Since the beginning of this year, the company’s stock has dropped by more than 60%.
Saturday was the due date for Country Garden, one of China’s largest property developers, to make payments on a 3.9 billion yuan (£430 million; $540 million) onshore private bond.
According to reports, the company avoided defaulting on its debt after Chinese creditors agreed over the weekend to enable it to make payments in installments over the next three years.
According to Bloomberg, the corporation has also wired a payment on a 2.85 million Malaysian ringgit (£490,000; $613,000) denominated bond.
However, it is still scheduled to make $22m (£17.4m) in debt payments on two US dollar bonds that it neglected in August by Wednesday.

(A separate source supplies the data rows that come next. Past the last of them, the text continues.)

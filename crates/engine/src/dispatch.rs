//! Command dispatch.
//!
//! Responsibilities:
//! - Validate the dispatch target before any routing happens.
//! - Resolve at most one binding (instance scope first, then class scope)
//!   and invoke its handler at most once, synchronously.
//!
//! Does NOT handle:
//! - Gesture-to-command resolution (see `matcher`).
//! - Binding storage (see `binding`, `element`, `table`).
//!
//! Invariants:
//! - A failed target check invokes zero handlers.
//! - Exactly one handler runs per successful `execute` call; routing stops
//!   at the first resolved binding even if it is suppressed or handler-less.

use serde_json::Value;
use thiserror::Error;

use crate::binding::{CommandBinding, ExecutionContext};
use crate::command::CommandRef;
use crate::element::{CommandTarget, Element};
use crate::table::ClassBindingTable;

/// Errors raised by target validation, before routing begins.
#[derive(Debug, Error, PartialEq, Eq)]
pub enum DispatchError {
    /// The supplied target does not expose the input element capability.
    #[error("dispatch target does not implement the input element capability")]
    InvalidTarget,

    /// No target was supplied and the engine has no default context to
    /// route to, so the argument set is structurally empty.
    #[error("no dispatch target and no default context configured")]
    NullTarget,
}

/// What happened to an `execute` call that passed target validation.
///
/// These are expected control-flow results, not errors: "nothing was bound"
/// and "the predicate said no" are ordinary outcomes for a dispatcher.
#[derive(Debug, Clone, Copy, PartialEq, Eq)]
pub enum DispatchOutcome {
    /// A binding resolved, its predicate allowed execution, and its
    /// handler ran exactly once.
    Executed,
    /// A binding resolved but its can-execute predicate returned false.
    Suppressed,
    /// A binding resolved and was allowed, but carries no execute handler.
    NoHandler,
    /// No binding resolved in any scope.
    NoBinding,
}

/// The dispatch engine: class-scope bindings plus an optional default
/// context for target-less execution.
#[derive(Debug, Default)]
pub struct DispatchEngine {
    class_bindings: ClassBindingTable,
    default_context: Option<Element>,
}

impl DispatchEngine {
    pub fn new() -> Self {
        Self::default()
    }

    /// Install an element that target-less `execute` calls route to.
    pub fn with_default_context(mut self, element: Element) -> Self {
        self.default_context = Some(element);
        self
    }

    pub fn class_bindings(&self) -> &ClassBindingTable {
        &self.class_bindings
    }

    pub fn class_bindings_mut(&mut self) -> &mut ClassBindingTable {
        &mut self.class_bindings
    }

    pub fn default_context(&self) -> Option<&Element> {
        self.default_context.as_ref()
    }

    /// Execute `command` against `target`.
    ///
    /// Target validation runs before any routing: a target without the
    /// input element capability fails with `InvalidTarget`; a missing
    /// target routes to the default context, and if there is none the call
    /// fails with `NullTarget`. In both failure cases zero handlers run.
    pub fn execute(
        &self,
        command: &CommandRef,
        parameter: Option<&Value>,
        target: Option<&dyn CommandTarget>,
    ) -> Result<DispatchOutcome, DispatchError> {
        let element = match target {
            Some(target) => target.input_element().ok_or(DispatchError::InvalidTarget)?,
            None => self
                .default_context
                .as_ref()
                .ok_or(DispatchError::NullTarget)?,
        };

        let binding = self.resolve(command, element);
        let Some(binding) = binding else {
            tracing::debug!(command = %command, element = element.name(), "no binding resolved");
            return Ok(DispatchOutcome::NoBinding);
        };

        let ctx = ExecutionContext {
            command,
            parameter,
            target: Some(element.name()),
        };

        if !binding.can_execute(&ctx) {
            tracing::debug!(command = %command, element = element.name(), "execution suppressed");
            return Ok(DispatchOutcome::Suppressed);
        }

        if binding.invoke(&ctx) {
            tracing::debug!(command = %command, element = element.name(), "handler invoked");
            Ok(DispatchOutcome::Executed)
        } else {
            Ok(DispatchOutcome::NoHandler)
        }
    }

    /// Resolve the binding `execute` would use, without invoking anything.
    /// Instance bindings win over class bindings; the class walk covers the
    /// element's class and its ancestors.
    pub fn resolve<'a>(
        &'a self,
        command: &CommandRef,
        element: &'a Element,
    ) -> Option<&'a CommandBinding> {
        element
            .command_bindings()
            .resolve(command)
            .or_else(|| self.class_bindings.resolve(command, element.class()))
    }
}
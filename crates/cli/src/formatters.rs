//! Output formatting helpers.
//!
//! Responsibilities:
//! - Render aligned text tables for human consumption.
//!
//! JSON output is produced at the call sites with `serde_json`; this module
//! only owns the table layout.

/// Render rows as a padded table with a header and separator line.
pub fn render_table(headers: &[&str], rows: &[Vec<String>]) -> String {
    let mut widths: Vec<usize> = headers.iter().map(|h| h.len()).collect();
    for row in rows {
        for (i, cell) in row.iter().enumerate() {
            if i < widths.len() && cell.len() > widths[i] {
                widths[i] = cell.len();
            }
        }
    }

    let mut out = String::new();
    for (i, header) in headers.iter().enumerate() {
        if i > 0 {
            out.push_str("  ");
        }
        out.push_str(&format!("{:<width$}", header, width = widths[i]));
    }
    out.push('\n');
    for (i, _) in headers.iter().enumerate() {
        if i > 0 {
            out.push_str("  ");
        }
        out.push_str(&"-".repeat(widths[i]));
    }
    out.push('\n');
    for row in rows {
        for (i, cell) in row.iter().enumerate() {
            if i > 0 {
                out.push_str("  ");
            }
            out.push_str(&format!("{:<width$}", cell, width = widths[i]));
        }
        out.push('\n');
    }
    out
}
//! Class-scope binding table.
//!
//! Responsibilities:
//! - Register bindings once per class, shared by every element of that
//!   class and its subclasses.
//! - Resolve a command for an element class by walking the parent chain.
//!
//! Does NOT handle:
//! - Instance bindings (those live on the element).
//!
//! Invariants:
//! - Registration happens during a setup phase; `freeze()` seals the table
//!   and later registration fails without mutating anything.
//! - Within one class, resolution is most-recently-registered first; across
//!   classes, the element's own class always beats its ancestors.

use std::collections::HashMap;

use crate::binding::{CollectionError, CommandBinding};
use crate::command::RoutedCommand;

/// Two-level store: class hierarchy plus per-class binding lists.
#[derive(Debug, Default)]
pub struct ClassBindingTable {
    parents: HashMap<String, String>,
    bindings: HashMap<String, Vec<CommandBinding>>,
    frozen: bool,
}

impl ClassBindingTable {
    pub fn new() -> Self {
        Self::default()
    }

    /// Declare a class and its parent. Classes without a declared parent
    /// are roots; the resolution walk ends there.
    pub fn register_class(&mut self, class: &str, parent: Option<&str>) -> Result<(), CollectionError> {
        if self.frozen {
            return Err(CollectionError::Sealed);
        }
        if let Some(parent) = parent {
            self.parents.insert(class.to_string(), parent.to_string());
        }
        tracing::debug!(class, parent, "registered element class");
        Ok(())
    }

    /// Register a class-scope binding. Applies to `class` and every class
    /// that declares it as an ancestor.
    pub fn register(&mut self, class: &str, binding: CommandBinding) -> Result<(), CollectionError> {
        if self.frozen {
            return Err(CollectionError::Sealed);
        }
        tracing::debug!(class, command = %binding.command(), "registered class binding");
        self.bindings.entry(class.to_string()).or_default().push(binding);
        Ok(())
    }

    /// Seal the table. Irreversible; resolution keeps working.
    pub fn freeze(&mut self) {
        self.frozen = true;
    }

    pub fn is_frozen(&self) -> bool {
        self.frozen
    }

    /// Resolve a binding for `command` starting at `class` and walking up
    /// the parent chain. Most-recently-registered binding wins within each
    /// class.
    pub fn resolve(&self, command: &RoutedCommand, class: &str) -> Option<&CommandBinding> {
        let mut current = Some(class);
        let mut visited = 0usize;
        while let Some(class) = current {
            if let Some(bindings) = self.bindings.get(class)
                && let Some(binding) = bindings.iter().rev().find(|b| b.handles(command))
            {
                return Some(binding);
            }
            current = self.parents.get(class).map(String::as_str);
            // Cycle guard: a malformed hierarchy must not hang resolution.
            visited += 1;
            if visited > self.parents.len() + 1 {
                tracing::warn!(class, "class hierarchy cycle detected during resolution");
                return None;
            }
        }
        None
    }
}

In recent months, the company’s struggles have been in the spotlight.
The company reported a record $6.7bn (£5.2bn) loss for the first half of the year last week.
Country Garden stated at the time expressing “deep regret for the subpar performance.”
Friday, Beijing increased its efforts to stimulate the economy, with major banks preparing the way for additional cuts in lending rates.
Concerns are growing about China’s property market, which accounts for roughly a quarter of the second-largest economy in the world.
As the economy struggles to recuperate from the pandemic, problems with home builders and the industries that produce their components have a significant impact.
New borrowing restrictions for large real estate enterprises upset China’s real estate market in 2020.
Evergrande, once China’s top-selling developer, amassed more than $300 billion in obligations as it aggressively expanded to become the country’s largest company.
Numerous developers have defaulted on their debts and abandoned unresolved construction projects across the nation as a result of the country’s financial difficulties.
Just over a week ago, Evergrande reported a first-half loss of 33 billion Chinese yuan.
Monday marked its maiden day of trading in Hong Kong after a year and a half. Shares dropped almost 80%.
Due to Beijing’s real estate crackdown, Evergrande shares have lost over 99 percent of their value in three years.
China faces numerous problems, including sluggish economic growth, soaring local government debt, and record-breaking youth unemployment.